I didn't because Brichardi have been pretty hardy for me. A long time ago I had a tank's ph "tank" and a water change brought it up quickly from about 6.4 -> 7.8 without any visible stress. I realize I was probably lucky and knowing what I know now I would have been more careful... but I was new to the hobby


----------



## prov356 (Sep 20, 2006)

Be careful when acclimating by drip method or the gradual addition of tank water method. As said, pH 
drops in the bag water, and there will be ammonia in the bag water as well. Ammonia is more toxic at 
both a higher pH and temp. So, floating and raising the temp, and then adding water to raise the pH 
is going to make the ammonia in the bag more toxic. That's why I've moved away from this method and 
just get the fish out of the bags and into the tank as soon as possible. I've read a lot of different ideas 
about pH shock. I think it's a carryover from the early days of fish keeping and really doubt that it causes 
fish deaths nearly as much as it's been given credit for. I don't see the 'net and dump' method as one 
for naive newcomers to the hobby anymore. Just the opposite.

I agree with Longstocking that it's not always possible to know, but my guess is the extended bag time 
and acclimation time exposed the fish to the toxic form of ammonia for an extended time. If you're going 
to use this method, then at least introduce a drop or two of Ammolock or similar. I've tested this stuff 
and it does work. It bound 2-3ppm of free ammonia in bag water. It wasn't a test that I ran purposely, 
though. Shipped some fish and the fine folks at the post office returned them to me. They'd been in the 
bags for a couple of days. Free ammonia tested almost 0, but total was 2-3ppm.

Bottom line, I think it's a choice between the lesser of two evils. What's worse, a pH shift or toxic 
ammonia? I've also moved fish around freely from tank to tank and never have I seen any stress 
from differences in temp or pH, although the differences in my tanks aren't that great. I just think pH 
gets blamed because we often want to point to some reason and have nothing else.

Just my .02


----------



## VT4Me (Mar 23, 2008)

prov356 said:


> Be careful when acclimating by drip method or the gradual addition of tank water method. As said, pH
> drops in the bag water, and there will be ammonia in the bag water as well. Ammonia is more toxic at
> both a higher pH and temp. So, floating and raising the temp, and then adding water to raise the pH
> is going to make the ammonia in the bag more toxic. That's why I've moved away from this method and
> ...


I fully agree with this.

I've never bothered with the drip method whether it be with my Tangs or anything else. Just a 30 minute float and straight in. Knock on wood, it's always been successful.


----------



## morningsky (Apr 22, 2008)

My last online order advised to float, then pour fish into net over a bucket or container (not saving any bagged water) 
then place net in tank and let fish swim out.


----------



## brcollins1 (May 10, 2009)

Thanks again for all the replies. I agree- no more expensive fish for a while. I'm going to keep testing the water and go from there with one or two locally-purchased fish.

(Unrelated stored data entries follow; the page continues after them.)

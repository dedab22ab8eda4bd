//! Layered layout for a visible org-chart subgraph.
//!
//! The pipeline is rank assignment, in-rank ordering, coordinate assignment
//! and edge routing, followed by a self-check of the finished layout. Inputs
//! are never mutated and equal inputs always produce equal layouts.

mod position;
mod ranking;
mod routing;
mod text;
mod types;

pub use ranking::count_crossings;
pub use text::fit_node_sizes;
pub use types::*;

use position::assign_coordinates;
use ranking::{compute_ranks, order_rank_nodes};
pub(crate) use routing::anchor_point_for_node;
use routing::route_edges;

use crate::error::{InvariantViolation, LayoutError};
use crate::ir::Direction;
use crate::visibility::VisibleSubgraph;
use std::cmp::Ordering;
use std::collections::{BTreeMap, HashMap};

/// Overlap below this area is treated as boxes touching.
const OVERLAP_EPSILON: f32 = 0.01;

pub fn compute_layout(
    subgraph: &VisibleSubgraph,
    direction: Direction,
    spacing: &Spacing,
    ordering: OrderingPolicy,
) -> Result<Layout, LayoutError> {
    if subgraph.is_empty() {
        return Err(LayoutError::Empty);
    }
    let node_order: HashMap<String, usize> = subgraph
        .nodes
        .iter()
        .enumerate()
        .map(|(idx, id)| (id.clone(), idx))
        .collect();
    let ranks = compute_ranks(subgraph, &node_order)?;

    let rank_count = ranks.values().copied().max().unwrap_or(0) + 1;
    let mut rank_nodes: Vec<Vec<String>> = vec![Vec::new(); rank_count];
    for id in &subgraph.nodes {
        if let Some(rank) = ranks.get(id) {
            rank_nodes[*rank].push(id.clone());
        }
    }
    order_rank_nodes(&mut rank_nodes, &subgraph.edges, &node_order, ordering);

    let spacing = spacing.sanitized();
    let mut nodes = assign_coordinates(
        &rank_nodes,
        &ranks,
        &subgraph.edges,
        &subgraph.root,
        direction,
        &spacing,
    );
    normalize_layout(&mut nodes);
    let edges = route_edges(&subgraph.edges, &nodes, direction);

    let (width, height) = nodes.values().fold((0.0f32, 0.0f32), |(w, h), node| {
        (w.max(node.x + node.width), h.max(node.y + node.height))
    });
    let layout = Layout {
        direction,
        nodes,
        edges,
        ranks: rank_nodes,
        width,
        height,
    };
    verify_layout(subgraph, &layout)?;
    tracing::debug!(
        nodes = layout.nodes.len(),
        ranks = layout.ranks.len(),
        width = layout.width,
        height = layout.height,
        "computed layout"
    );
    Ok(layout)
}

/// Shifts nodes so the bounding box starts at the origin.
fn normalize_layout(nodes: &mut BTreeMap<String, NodeLayout>) {
    let mut min_x = f32::MAX;
    let mut min_y = f32::MAX;
    for node in nodes.values() {
        min_x = min_x.min(node.x);
        min_y = min_y.min(node.y);
    }
    if nodes.is_empty() || (min_x == 0.0 && min_y == 0.0) {
        return;
    }
    for node in nodes.values_mut() {
        node.x -= min_x;
        node.y -= min_y;
    }
}

/// Checks a finished layout: every visible node is placed, every edge points
/// to a later rank, and no two node boxes overlap.
pub fn verify_layout(subgraph: &VisibleSubgraph, layout: &Layout) -> Result<(), LayoutError> {
    for id in &subgraph.nodes {
        if !layout.nodes.contains_key(id) {
            return Err(InvariantViolation::MissingPosition { id: id.clone() }.into());
        }
    }
    for edge in &subgraph.edges {
        let (Some(parent), Some(child)) = (layout.nodes.get(&edge.parent), layout.nodes.get(&edge.child))
        else {
            continue;
        };
        if child.rank <= parent.rank {
            return Err(InvariantViolation::RankOrder {
                parent: edge.parent.clone(),
                child: edge.child.clone(),
                parent_rank: parent.rank,
                child_rank: child.rank,
            }
            .into());
        }
    }
    if let Some((first, second)) = find_node_overlap(&layout.nodes) {
        return Err(InvariantViolation::Overlap { first, second }.into());
    }
    Ok(())
}

fn find_node_overlap(nodes: &BTreeMap<String, NodeLayout>) -> Option<(String, String)> {
    let mut sorted: Vec<&NodeLayout> = nodes.values().collect();
    if sorted.len() < 2 {
        return None;
    }
    sorted.sort_by(|a, b| a.x.partial_cmp(&b.x).unwrap_or(Ordering::Equal));
    for i in 0..sorted.len() {
        let a = sorted[i];
        for b in sorted.iter().skip(i + 1) {
            if b.x >= a.x + a.width - OVERLAP_EPSILON {
                break;
            }
            let overlap_x = (a.x + a.width).min(b.x + b.width) - a.x.max(b.x);
            let overlap_y = (a.y + a.height).min(b.y + b.height) - a.y.max(b.y);
            if overlap_x > OVERLAP_EPSILON && overlap_y > OVERLAP_EPSILON {
                return Some((a.id.clone(), b.id.clone()));
            }
        }
    }
    None
}

#[cfg(test)]
mod tests {
    use super::*;
    use crate::ir::HierarchyEdge;
    use crate::parser::parse_records;
    use crate::visibility::{CollapsedSet, resolve};

    fn seven() -> VisibleSubgraph {
        let hierarchy = parse_records(
            r#"{ "id": "r", "children": [
                { "id": "a", "children": [ { "id": "a1" }, { "id": "a2" } ] },
                { "id": "b", "children": [ { "id": "b1" }, { "id": "b2" } ] }
            ] }"#,
        )
        .expect("valid hierarchy");
        resolve(&hierarchy, &CollapsedSet::new())
    }

    fn layout_of(subgraph: &VisibleSubgraph, direction: Direction) -> Layout {
        compute_layout(subgraph, direction, &Spacing::default(), OrderingPolicy::Preserve)
            .expect("layout")
    }

    #[test]
    fn seven_nodes_fill_three_ranks() {
        let layout = layout_of(&seven(), Direction::TopDown);
        let sizes: Vec<usize> = layout.ranks.iter().map(Vec::len).collect();
        assert_eq!(sizes, [1, 2, 4]);
        assert_eq!(layout.ranks[2], ["a1", "a2", "b1", "b2"]);

        let center = |id: &str| layout.nodes[id].center();
        let root_x = center("r").0;
        let children_mean = (center("a").0 + center("b").0) / 2.0;
        assert!((root_x - children_mean).abs() < 1e-3);
        assert!((center("a").0 - (center("a1").0 + center("a2").0) / 2.0).abs() < 1e-3);
        assert!(center("r").1 < center("a").1);
        assert!(center("a").1 < center("a1").1);
    }

    #[test]
    fn single_root_lands_at_origin() {
        let layout = layout_of(&VisibleSubgraph::single("solo"), Direction::TopDown);
        assert_eq!(layout.position("solo"), Some((0.0, 0.0)));
        assert!(layout.edges.is_empty());
        let spacing = Spacing::default();
        assert_eq!(layout.width, spacing.node_width);
        assert_eq!(layout.height, spacing.node_height);
    }

    #[test]
    fn bounding_box_starts_at_origin() {
        let layout = layout_of(&seven(), Direction::TopDown);
        let min_x = layout.nodes.values().map(|n| n.x).fold(f32::MAX, f32::min);
        let min_y = layout.nodes.values().map(|n| n.y).fold(f32::MAX, f32::min);
        assert_eq!((min_x, min_y), (0.0, 0.0));
    }

    #[test]
    fn mixed_sizes_never_overlap() {
        let subgraph = seven();
        let spacing = Spacing::default()
            .with_size("a", 600.0, 90.0)
            .with_size("a2", 340.0, 200.0)
            .with_size("b1", 50.0, 30.0);
        for direction in [Direction::TopDown, Direction::LeftRight] {
            let layout = compute_layout(&subgraph, direction, &spacing, OrderingPolicy::Preserve)
                .expect("layout");
            assert_eq!(find_node_overlap(&layout.nodes), None);
        }
    }

    #[test]
    fn left_right_places_ranks_along_x() {
        let layout = layout_of(&seven(), Direction::LeftRight);
        let r = &layout.nodes["r"];
        let a = &layout.nodes["a"];
        let a1 = &layout.nodes["a1"];
        assert!(r.x + r.width <= a.x);
        assert!(a.x + a.width <= a1.x);
        let edge = &layout.edges[0];
        assert_eq!(edge.start_side, EdgeSide::Right);
        assert_eq!(edge.end_side, EdgeSide::Left);
    }

    #[test]
    fn top_down_edges_exit_bottom() {
        let layout = layout_of(&seven(), Direction::TopDown);
        assert_eq!(layout.edges.len(), 6);
        for edge in &layout.edges {
            assert_eq!(edge.start_side, EdgeSide::Bottom);
            assert_eq!(edge.end_side, EdgeSide::Top);
            let parent = &layout.nodes[&edge.from];
            let first = edge.points[0];
            assert_eq!(first.1, parent.y + parent.height);
        }
    }

    #[test]
    fn layout_is_deterministic() {
        let subgraph = seven();
        let first = layout_of(&subgraph, Direction::TopDown);
        for _ in 0..5 {
            assert_eq!(layout_of(&subgraph, Direction::TopDown), first);
        }
    }

    #[test]
    fn collapsing_shrinks_the_layout() {
        let hierarchy = parse_records(
            r#"{ "id": "r", "children": [
                { "id": "a", "children": [ { "id": "a1" }, { "id": "a2" } ] },
                { "id": "b" }
            ] }"#,
        )
        .expect("valid hierarchy");
        let full = layout_of(&resolve(&hierarchy, &CollapsedSet::new()), Direction::TopDown);
        let collapsed: CollapsedSet = ["a".to_string()].into();
        let folded = layout_of(&resolve(&hierarchy, &collapsed), Direction::TopDown);
        assert_eq!(folded.nodes.len(), 3);
        assert!(!folded.nodes.contains_key("a1"));
        assert!(folded.height < full.height);
    }

    #[test]
    fn shared_child_dag_is_laid_out() {
        let subgraph = VisibleSubgraph {
            root: "r".to_string(),
            nodes: ["r", "p", "q", "y", "x"].iter().map(|s| s.to_string()).collect(),
            edges: vec![
                HierarchyEdge::new("r", "p"),
                HierarchyEdge::new("r", "q"),
                HierarchyEdge::new("p", "x"),
                HierarchyEdge::new("q", "y"),
                HierarchyEdge::new("p", "y"),
            ],
            folded: Vec::new(),
        };
        let layout = compute_layout(
            &subgraph,
            Direction::TopDown,
            &Spacing::default(),
            OrderingPolicy::Barycenter { passes: 4 },
        )
        .expect("layout");
        assert_eq!(layout.rank_of("y"), Some(2));
        assert_eq!(layout.edges.len(), 5);
        assert!(verify_layout(&subgraph, &layout).is_ok());
    }

    #[test]
    fn disconnected_node_is_rejected() {
        let subgraph = VisibleSubgraph {
            root: "r".to_string(),
            nodes: vec!["r".to_string(), "island".to_string()],
            edges: Vec::new(),
            folded: Vec::new(),
        };
        let err = compute_layout(&subgraph, Direction::TopDown, &Spacing::default(), OrderingPolicy::Preserve)
            .expect_err("disconnected");
        assert!(matches!(err, LayoutError::Disconnected { ref id, .. } if id == "island"));
    }

    #[test]
    fn empty_subgraph_is_rejected() {
        let subgraph = VisibleSubgraph {
            root: "r".to_string(),
            nodes: Vec::new(),
            edges: Vec::new(),
            folded: Vec::new(),
        };
        assert_eq!(
            compute_layout(&subgraph, Direction::TopDown, &Spacing::default(), OrderingPolicy::Preserve),
            Err(LayoutError::Empty)
        );
    }

    #[test]
    fn verify_flags_overlapping_boxes() {
        let subgraph = seven();
        let mut layout = layout_of(&subgraph, Direction::TopDown);
        let a1 = layout.nodes["a1"].clone();
        if let Some(a2) = layout.nodes.get_mut("a2") {
            a2.x = a1.x + 10.0;
        }
        assert!(matches!(
            verify_layout(&subgraph, &layout),
            Err(LayoutError::InvariantViolation {
                violation: InvariantViolation::Overlap { .. }
            })
        ));
    }

    #[test]
    fn verify_flags_missing_positions() {
        let subgraph = seven();
        let mut layout = layout_of(&subgraph, Direction::TopDown);
        layout.nodes.remove("b2");
        assert_eq!(
            verify_layout(&subgraph, &layout),
            Err(LayoutError::InvariantViolation {
                violation: InvariantViolation::MissingPosition { id: "b2".to_string() }
            })
        );
    }
}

Beyond Ammonia, Nitrite, High-PH, and Nitrate, what else if anything should I test?

I did double check and there are no listed surfactants in the ammonia.


----------



## prov356 (Sep 20, 2006)

> I'm going to keep testing the water and go from there with one or two locally-purchased fish.


That's what I'd do, just make sure they're healthy and hardy fish. Cheap danios may die on you due to 
being kept in poor conditions in the dealer's tank. It may get you to falsely believe you've got a 
problem in your own tank and water. You also want to be careful of introducing disease.

Nothing else that you can test really. At least as far as toxicity to fish.


----------



## VT4Me (Mar 23, 2008)

Just one more long shot question occurred to me. Is the tank covered or open?


----------



## brcollins1 (May 10, 2009)

In answer, the tank is covered. The light is on a timer for the plants to receive 8 hours of light per day.


----------



## brcollins1 (May 10, 2009)

prov356 said:


> Nothing else that you can test really. At least as far as toxicity to fish.


Sounds good. That's my plan- keep testing the water, make sure it's stable, and add some locally-bought fish.

I'll post an update once the news is a bit more positive 

Thanks again all.


----------



## brcollins1 (May 10, 2009)

I kept testing the tank, made sure the water was okay, then tried again- this time with 3 locally-purchased Bumblebee cichlids (I know, wrong forum now).

They are all doing great- had no signs of shock- and have adapted well to the tank. Plants are doing well too with lots of new growth.


----------